> [Description of the task]
Of all the entries below, only the lines from the one with "use crate::domain::GameRecord;" up to and including the one with "#[derive(Debug, Clone, PartialEq)]" are to be duplicated exactly.
Source material section start
//! Store-listing data for steamhit: CSV loading, hit labels, feature
//! projection and the on-disk model artifact pair.

mod artifact;
mod domain;
mod error;
mod features;
mod label;
mod reader;
mod training_set;

pub use artifact::{ArtifactStore, FEATURES_FILE, MODEL_FILE, ModelArtifact};
pub use domain::{Dataset, GameRecord};
pub use error::{ArtifactError, DataError, RecordError};
pub use features::{Feature, FeatureSelector, FeatureVector, STANDARD_FEATURES};
pub use label::{DEFAULT_MIN_POSITIVE_RATIO, DEFAULT_MIN_USER_REVIEWS, HitRule};
pub use reader::{DatasetReader, REQUIRED_COLUMNS};
pub use training_set::TrainingSet;
//! Projection of game records onto the classifier's input columns.

use std::fmt;

use crate::domain::GameRecord;
use crate::error::RecordError;

/// A column the classifier can consume.
#[derive(Debug, Clone, Copy, PartialEq, Eq, Hash)]
pub enum Feature {
    PriceFinal,
    Discount,
    Win,
    Mac,
    Linux,
    SteamDeck,
    UserReviews,
}

/// The model's input order. Artifacts persist this list alongside the forest.
pub const STANDARD_FEATURES: [Feature; 7] = [
    Feature::PriceFinal,
    Feature::Discount,
    Feature::Win,
    Feature::Mac,
    Feature::Linux,
    Feature::SteamDeck,
    Feature::UserReviews,
];

impl Feature {
    /// Column name as it appears in the dataset and the feature-list file.
    #[must_use]
    pub fn name(self) -> &'static str {
        match self {
            Self::PriceFinal => "price_final",
            Self::Discount => "discount",
            Self::Win => "win",
            Self::Mac => "mac",
            Self::Linux => "linux",
            Self::SteamDeck => "steam_deck",
            Self::UserReviews => "user_reviews",
        }
    }

    /// Look a feature up by column name.
    #[must_use]
    pub fn from_name(name: &str) -> Option<Self> {
        STANDARD_FEATURES.into_iter().find(|f| f.name() == name)
    }

    /// Numeric value of this feature for a record. Flags encode as 0.0/1.0.
    fn value(self, record: &GameRecord) -> Option<f64> {
        let flag = |b: Option<bool>| b.map(f64::from);
        match self {
            Self::PriceFinal => record.price_final(),
            Self::Discount => record.discount(),
            Self::Win => flag(record.win()),
            Self::Mac => flag(record.mac()),
            Self::Linux => flag(record.linux()),
            Self::SteamDeck => flag(record.steam_deck()),
            Self::UserReviews => record.user_reviews().map(|n| n as f64),
        }
    }
}

impl fmt::Display for Feature {
    fn fmt(&self, f: &mut fmt::Formatter<'_>) -> fmt::Result {
        f.write_str(self.name())
    }
}

/// One record's input row, in selector order.
#[derive(Debug, Clone, PartialEq)]
pub struct FeatureVector(Vec<f64>);

impl FeatureVector {
    /// Values in feature order.
    #[must_use]
    pub fn as_slice(&self) -> &[f64] {
        &self.0
    }

    /// Number of values.
    #[must_use]
    pub fn len(&self) -> usize {
        self.0.len()
    }

    /// Whether the vector is empty.
    #[must_use]
    pub fn is_empty(&self) -> bool {
        self.0.is_empty()
    }

    /// Unwrap into the underlying values.
    #[must_use]
    pub fn into_inner(self) -> Vec<f64> {
        self.0
    }
}

impl From<Vec<f64>> for FeatureVector {
    fn from(values: Vec<f64>) -> Self {
        Self(values)
    }
}

/// An ordered list of features to project records onto.
#[derive(Debug, Clone, PartialEq, Eq)]
pub struct FeatureSelector {
    features: Vec<Feature>,
}

impl Default for FeatureSelector {
    fn default() -> Self {
        Self::standard()
    }
}

impl FeatureSelector {
    /// Selector over [`STANDARD_FEATURES`].
    #[must_use]
    pub fn standard() -> Self {
        Self {
            features: STANDARD_FEATURES.to_vec(),
        }
    }

    /// Selector over the given column names, kept in the given order.
    ///
    /// # Errors
    ///
    /// [`RecordError::UnknownFeature`] for the first name that is not a
    /// known feature column.
    pub fn new<S: AsRef<str>>(names: &[S]) -> Result<Self, RecordError> {
        let features = names
            .iter()
            .map(|n| {
                let n = n.as_ref();
                Feature::from_name(n).ok_or_else(|| RecordError::UnknownFeature {
                    name: n.to_string(),
                })
            })
            .collect::<Result<Vec<_>, _>>()?;
        Ok(Self { features })
    }

    /// Selected features in order.
    #[must_use]
    pub fn features(&self) -> &[Feature] {
        &self.features
    }

    /// Column names in order.
    #[must_use]
    pub fn names(&self) -> Vec<String> {
        self.features.iter().map(|f| f.name().to_string()).collect()
    }

    /// Number of selected features.
    #[must_use]
    pub fn len(&self) -> usize {
        self.features.len()
    }

    /// Whether no features are selected.
    #[must_use]
    pub fn is_empty(&self) -> bool {
        self.features.is_empty()
    }

    /// Project a record onto the selected columns.
    ///
    /// # Errors
    ///
    /// [`RecordError::MissingField`] naming the first absent column.
    pub fn select(&self, record: &GameRecord) -> Result<FeatureVector, RecordError> {
        self.features
            .iter()
            .map(|&f| {
                f.value(record).ok_or_else(|| RecordError::MissingField {
                    row: record.row(),
                    title: record.title().to_string(),
                    field: f.name(),
                })
            })
            .collect::<Result<Vec<_>, _>>()
            .map(FeatureVector)
    }
}

#[cfg(test)]
mod tests {
    use super::*;

    fn complete() -> GameRecord {
        GameRecord::new("Complete")
            .with_price_final(Some(9.99))
            .with_discount(Some(0.0))
            .with_platforms(Some(true), Some(false), Some(false))
            .with_steam_deck(Some(true))
            .with_positive_ratio(Some(92.0))
            .with_user_reviews(Some(1200))
    }

    #[test]
    fn standard_order_is_fixed() {
        assert_eq!(
            FeatureSelector::standard().names(),
            vec!["price_final", "discount", "win", "mac", "linux", "steam_deck", "user_reviews"]
        );
    }

    #[test]
    fn select_projects_in_order() {
        let v = FeatureSelector::standard().select(&complete()).unwrap();
        assert_eq!(v.as_slice(), &[9.99, 0.0, 1.0, 0.0, 0.0, 1.0, 1200.0]);
    }

    #[test]
    fn custom_order_is_respected() {
        let sel = FeatureSelector::new(&["user_reviews", "win"]).unwrap();
        let v = sel.select(&complete()).unwrap();
        assert_eq!(v.into_inner(), vec![1200.0, 1.0]);
    }

    #[test]
    fn unknown_name_rejected() {
        let err = FeatureSelector::new(&["price_final", "positive_ratio"]).unwrap_err();
        assert_eq!(
            err,
            RecordError::UnknownFeature {
                name: "positive_ratio".to_string()
            }
        );
    }

    #[test]
    fn missing_value_names_the_column() {
        let rec = complete().with_steam_deck(None);
        let err = FeatureSelector::standard().select(&rec).unwrap_err();
        assert!(matches!(err, RecordError::MissingField { field: "steam_deck", .. }));
    }

    #[test]
    fn names_round_trip_through_from_name() {
        for f in STANDARD_FEATURES {
            assert_eq!(Feature::from_name(f.name()), Some(f));
            assert_eq!(f.to_string(), f.name());
        }
    }
}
Source material section end
> [The answer]
use crate::domain::GameRecord;
use crate::error::RecordError;

/// A column the classifier can consume.
#[derive(Debug, Clone, Copy, PartialEq, Eq, Hash)]
pub enum Feature {
    PriceFinal,
    Discount,
    Win,
    Mac,
    Linux,
    SteamDeck,
    UserReviews,
}

/// The model's input order. Artifacts persist this list alongside the forest.
pub const STANDARD_FEATURES: [Feature; 7] = [
    Feature::PriceFinal,
    Feature::Discount,
    Feature::Win,
    Feature::Mac,
    Feature::Linux,
    Feature::SteamDeck,
    Feature::UserReviews,
];

impl Feature {
    /// Column name as it appears in the dataset and the feature-list file.
    #[must_use]
    pub fn name(self) -> &'static str {
        match self {
            Self::PriceFinal => "price_final",
            Self::Discount => "discount",
            Self::Win => "win",
            Self::Mac => "mac",
            Self::Linux => "linux",
            Self::SteamDeck => "steam_deck",
            Self::UserReviews => "user_reviews",
        }
    }

    /// Look a feature up by column name.
    #[must_use]
    pub fn from_name(name: &str) -> Option<Self> {
        STANDARD_FEATURES.into_iter().find(|f| f.name() == name)
    }

    /// Numeric value of this feature for a record. Flags encode as 0.0/1.0.
    fn value(self, record: &GameRecord) -> Option<f64> {
        let flag = |b: Option<bool>| b.map(f64::from);
        match self {
            Self::PriceFinal => record.price_final(),
            Self::Discount => record.discount(),
            Self::Win => flag(record.win()),
            Self::Mac => flag(record.mac()),
            Self::Linux => flag(record.linux()),
            Self::SteamDeck => flag(record.steam_deck()),
            Self::UserReviews => record.user_reviews().map(|n| n as f64),
        }
    }
}

impl fmt::Display for Feature {
    fn fmt(&self, f: &mut fmt::Formatter<'_>) -> fmt::Result {
        f.write_str(self.name())
    }
}

/// One record's input row, in selector order.
#[derive(Debug, Clone, PartialEq)]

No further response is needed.